At the same time, though, Sanderson indicated in January it had a "detailed contingency plan" in place to transition to antibiotic-free chicken within a year if necessary. Commissioning an advisory board to study its antibiotic use and make recommendations seems like a smart way to approach the issue and it also gives the company room to alter policy to align itself more closely with prevailing sentiment.
Another reason for Sanderson's policy shift may be increasing shareholder support for phasing out the use of medically important antibiotics. A proposal to do so garnered 43% of shareholder votes cast at Sanderson's annual meeting in February, up from more than 30% support in 2017. The proposal was filed by As You Sow, a California-based non-profit shareholder group.

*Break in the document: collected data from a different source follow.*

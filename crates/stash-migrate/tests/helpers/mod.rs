//! Test helpers: recording adapters and legacy fixtures for migration tests.
//!
//! Both recording adapters append to one shared call log, so tests can assert
//! on the interleaving of metadata and blob store operations.

#![allow(dead_code)]

pub mod fixtures;

use std::sync::{Arc, Mutex};

use async_trait::async_trait;
use stash_core::models::{FileRecord, NewAccount, NewAlbum};
use stash_core::{MetadataBackend, StorageBackend};
use stash_db::MetadataStore;
use stash_migrate::{ContentLocator, Migrator};
use stash_storage::{
    AllocatedNames, BlobStore, StorageError, StorageResult, WriteOutcome, WriteRequest,
};
use tokio::io::AsyncReadExt;

/// One adapter call, in the order it was made
#[derive(Debug, Clone, PartialEq)]
pub enum Call {
    CreateAccount(NewAccount),
    CreateAlbum(NewAlbum),
    AddFile(FileRecord),
    CreateContainer(String),
    AllocateNames {
        username: String,
        filename: String,
    },
    Write {
        username: String,
        content_key: String,
        thumbnail_key: String,
        content: Vec<u8>,
    },
}

pub type CallLog = Arc<Mutex<Vec<Call>>>;

pub struct RecordingMetadataStore {
    log: CallLog,
    fail_on: Option<&'static str>,
}

impl RecordingMetadataStore {
    pub fn new(log: CallLog) -> Self {
        Self { log, fail_on: None }
    }

    /// Reject every call to `operation`.
    pub fn failing(log: CallLog, operation: &'static str) -> Self {
        Self {
            log,
            fail_on: Some(operation),
        }
    }

    fn push(&self, operation: &str, call: Call) -> anyhow::Result<()> {
        if self.fail_on == Some(operation) {
            anyhow::bail!("{} rejected", operation);
        }
        self.log.lock().unwrap().push(call);
        Ok(())
    }
}

#[async_trait]
impl MetadataStore for RecordingMetadataStore {
    async fn create_account(&self, account: &NewAccount) -> anyhow::Result<()> {
        self.push("create_account", Call::CreateAccount(account.clone()))
    }

    async fn create_album(&self, album: &NewAlbum) -> anyhow::Result<()> {
        self.push("create_album", Call::CreateAlbum(album.clone()))
    }

    async fn add_file(&self, file: &FileRecord) -> anyhow::Result<()> {
        self.push("add_file", Call::AddFile(file.clone()))
    }

    fn backend_type(&self) -> MetadataBackend {
        MetadataBackend::Sqlite
    }
}

pub struct RecordingBlobStore {
    log: CallLog,
    fail_on: Option<&'static str>,
    next_key: Mutex<u32>,
}

impl RecordingBlobStore {
    pub fn new(log: CallLog) -> Self {
        Self {
            log,
            fail_on: None,
            next_key: Mutex::new(0),
        }
    }

    pub fn failing(log: CallLog, operation: &'static str) -> Self {
        Self {
            fail_on: Some(operation),
            ..Self::new(log)
        }
    }

    fn check(&self, operation: &str) -> StorageResult<()> {
        if self.fail_on == Some(operation) {
            return Err(StorageError::BackendError(format!("{} rejected", operation)));
        }
        Ok(())
    }
}

#[async_trait]
impl BlobStore for RecordingBlobStore {
    async fn create_container(&self, username: &str) -> StorageResult<()> {
        self.check("create_container")?;
        self.log
            .lock()
            .unwrap()
            .push(Call::CreateContainer(username.to_string()));
        Ok(())
    }

    fn allocate_names(&self, username: &str, filename: &str) -> StorageResult<AllocatedNames> {
        self.check("allocate_names")?;
        let n = {
            let mut next = self.next_key.lock().unwrap();
            *next += 1;
            *next
        };
        self.log.lock().unwrap().push(Call::AllocateNames {
            username: username.to_string(),
            filename: filename.to_string(),
        });
        Ok(AllocatedNames {
            content_key: format!("key-{}", n),
            thumbnail_key: format!("thumbnail/key-{}.webp", n),
        })
    }

    async fn write(&self, mut request: WriteRequest) -> StorageResult<WriteOutcome> {
        self.check("write")?;
        let mut content = Vec::new();
        request.content.reader.read_to_end(&mut content).await?;
        let mut thumbnail = Vec::new();
        request.thumbnail.reader.read_to_end(&mut thumbnail).await?;

        let outcome = WriteOutcome {
            size_bytes: content.len() as u64,
            thumbnail_size_bytes: thumbnail.len() as u64,
        };
        self.log.lock().unwrap().push(Call::Write {
            username: request.username,
            content_key: request.content.key,
            thumbnail_key: request.thumbnail.key,
            content,
        });
        Ok(outcome)
    }

    fn backend_type(&self) -> StorageBackend {
        StorageBackend::Local
    }
}

/// Migrator wired to recording adapters over a fixture layout
pub struct Harness {
    pub log: CallLog,
    pub migrator: Migrator,
}

impl Harness {
    pub fn new(fixture: &fixtures::LegacyLayout) -> Self {
        let log = CallLog::default();
        let metadata = RecordingMetadataStore::new(log.clone());
        let storage = RecordingBlobStore::new(log.clone());
        Self::with_adapters(fixture, log, metadata, storage)
    }

    pub fn with_adapters(
        fixture: &fixtures::LegacyLayout,
        log: CallLog,
        metadata: RecordingMetadataStore,
        storage: RecordingBlobStore,
    ) -> Self {
        let locator = ContentLocator::new(fixture.upload_root(), fixture.thumbnail_dir());
        let migrator = Migrator::new(Arc::new(metadata), Arc::new(storage), locator);
        Self { log, migrator }
    }

    pub fn calls(&self) -> Vec<Call> {
        self.log.lock().unwrap().clone()
    }

    pub fn accounts(&self) -> Vec<NewAccount> {
        self.calls()
            .into_iter()
            .filter_map(|call| match call {
                Call::CreateAccount(account) => Some(account),
                _ => None,
            })
            .collect()
    }

    pub fn albums(&self) -> Vec<NewAlbum> {
        self.calls()
            .into_iter()
            .filter_map(|call| match call {
                Call::CreateAlbum(album) => Some(album),
                _ => None,
            })
            .collect()
    }

    pub fn files(&self) -> Vec<FileRecord> {
        self.calls()
            .into_iter()
            .filter_map(|call| match call {
                Call::AddFile(file) => Some(file),
                _ => None,
            })
            .collect()
    }
}
//! Stash legacy migration
//!
//! Moves users, files and implicit albums out of the legacy SQLite store and its
//! on-disk upload layout into a metadata store and a blob store. The run is a
//! single sequential pass: accounts first, then files in album order.

pub mod album;
pub mod error;
pub mod legacy;
pub mod locator;
pub mod mapper;
pub mod pipeline;
pub mod report;

pub use album::{AlbumAggregator, AlbumPlan};
pub use error::{FailureKind, MigrationError, MigrationResult};
pub use legacy::LegacyReader;
pub use locator::ContentLocator;
pub use pipeline::Migrator;
pub use report::{AlbumAction, MigrationReport, RecordOutcome};

use stash_core::MigrationConfig;

/// Load configuration from the environment and validate it.
pub fn load_config() -> MigrationResult<MigrationConfig> {
    checked_config(MigrationConfig::from_env())
}

/// Classify load or validation failures as [`FailureKind::Configuration`].
pub fn checked_config(
    loaded: anyhow::Result<MigrationConfig>,
) -> MigrationResult<MigrationConfig> {
    let config = loaded.map_err(|err| MigrationError::Config(format!("{:#}", err)))?;
    config
        .validate()
        .map_err(|err| MigrationError::Config(format!("{:#}", err)))?;
    Ok(config)
}

/// Initialize tracing for the migration binary.
pub fn init_tracing() {
    tracing_subscriber::fmt()
        .with_env_filter(
            tracing_subscriber::EnvFilter::try_from_default_env()
                .unwrap_or_else(|_| tracing_subscriber::EnvFilter::new("info")),
        )
        .init();
}
//! Data models for the migration
//!
//! `legacy` holds the row shapes read from the old store; the remaining modules
//! hold the records written to the new metadata store.

mod account;
mod album;
mod expiry;
mod file;
mod legacy;

// Re-export all models for convenient imports
pub use account::*;
pub use album::*;
pub use expiry::*;
pub use file::*;
pub use legacy::*;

As You Sow responded positively to Sanderson's announcement. "Although we haven’t reviewed the policy in-depth yet, we are very pleased that Sanderson Farms has chosen to take this step," Christy Spees, the group's environmental health program manager, said in a release. "As the last major U.S. poultry producer to take action to eliminate medically important antibiotics from their operations, this has significant implications for the industry and for public health."
Sanderson's main competitors have already moved to phase out the routine use of antibiotics. Tyson Foods replaced them with probiotics last year in its branded chicken products, while Pilgrim's Pride and Perdue have committed to reducing or removing antibiotics from their chicken supply.

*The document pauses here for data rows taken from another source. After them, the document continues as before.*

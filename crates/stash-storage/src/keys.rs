//! Shared key generation for storage backends.
//!
//! Key format: content `{uuid}.{ext}`, thumbnail `thumbnail/{uuid}.webp`, both
//! relative to the uploader's container.

use crate::{AllocatedNames, StorageError, StorageResult};
use stash_core::constants::THUMBNAIL_EXTENSION;
use uuid::Uuid;

const THUMBNAIL_PREFIX: &str = "thumbnail";

/// Generate storage keys for a file and its thumbnail.
///
/// The content key keeps the display filename's extension (lowercased) so the
/// blob stays recognizable; the stem is a fresh UUID.
pub fn allocate(filename: &str) -> AllocatedNames {
    let stem = Uuid::new_v4().simple().to_string();
    let content_key = match extension(filename) {
        Some(ext) => format!("{}.{}", stem, ext.to_lowercase()),
        None => stem.clone(),
    };
    let thumbnail_key = format!("{}/{}.{}", THUMBNAIL_PREFIX, stem, THUMBNAIL_EXTENSION);

    AllocatedNames {
        content_key,
        thumbnail_key,
    }
}

/// Reject container names that would escape the storage root.
pub fn validate_container(username: &str) -> StorageResult<()> {
    if username.is_empty()
        || username == "."
        || username.contains("..")
        || username.contains('/')
        || username.contains('\\')
    {
        return Err(StorageError::InvalidKey(format!(
            "Container name {:?} contains invalid characters",
            username
        )));
    }
    Ok(())
}

/// Reject keys that would escape their container.
pub fn validate_key(key: &str) -> StorageResult<()> {
    if key.is_empty() || key.contains("..") || key.starts_with('/') || key.contains('\\') {
        return Err(StorageError::InvalidKey(format!(
            "Storage key {:?} contains invalid characters",
            key
        )));
    }
    Ok(())
}

fn extension(filename: &str) -> Option<&str> {
    let base = filename.rsplit('/').next().unwrap_or(filename);
    match base.rfind('.') {
        Some(idx) if idx > 0 && idx + 1 < base.len() => Some(&base[idx + 1..]),
        _ => None,
    }
}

Protein producers have a big incentive to make the switch. Sales of antibiotic-free meat jumped almost 29% annually from 2011 to 2015, compared to about 5% for conventionally raised meat, according to Nielsen. And while the retail price is often higher for meat and poultry without antibiotics, many consumers are willing to pay for it.
Meanwhile, pressures on the poultry industry have driven down Sanderson's earnings, with a 8.5% third-quarter revenue drop compared to the same period in 2017. The drop has been blamed on declining market prices and rising feed costs. The industry as a whole faces increased production and slowing demand caused by export tariffs. Agricultural analysts said more than 2.5 billion pounds of beef, pork, chicken and turkey are currently stockpiled, and U.S. domestic demand can't keep up with the supply.
Given Sanderson's overall pro-antibiotics stance, this change probably isn't the first step toward phasing out all antibiotics used in chicken production. Despite industry trends away from using them, the company seems to believe routine use — at least of those not considered medically important for humans — is the best way to limit pathogens and maintain healthy flocks. But if consumers and shareholders respond positively to their most recent change, the company might consider reversing its position in an even bigger way.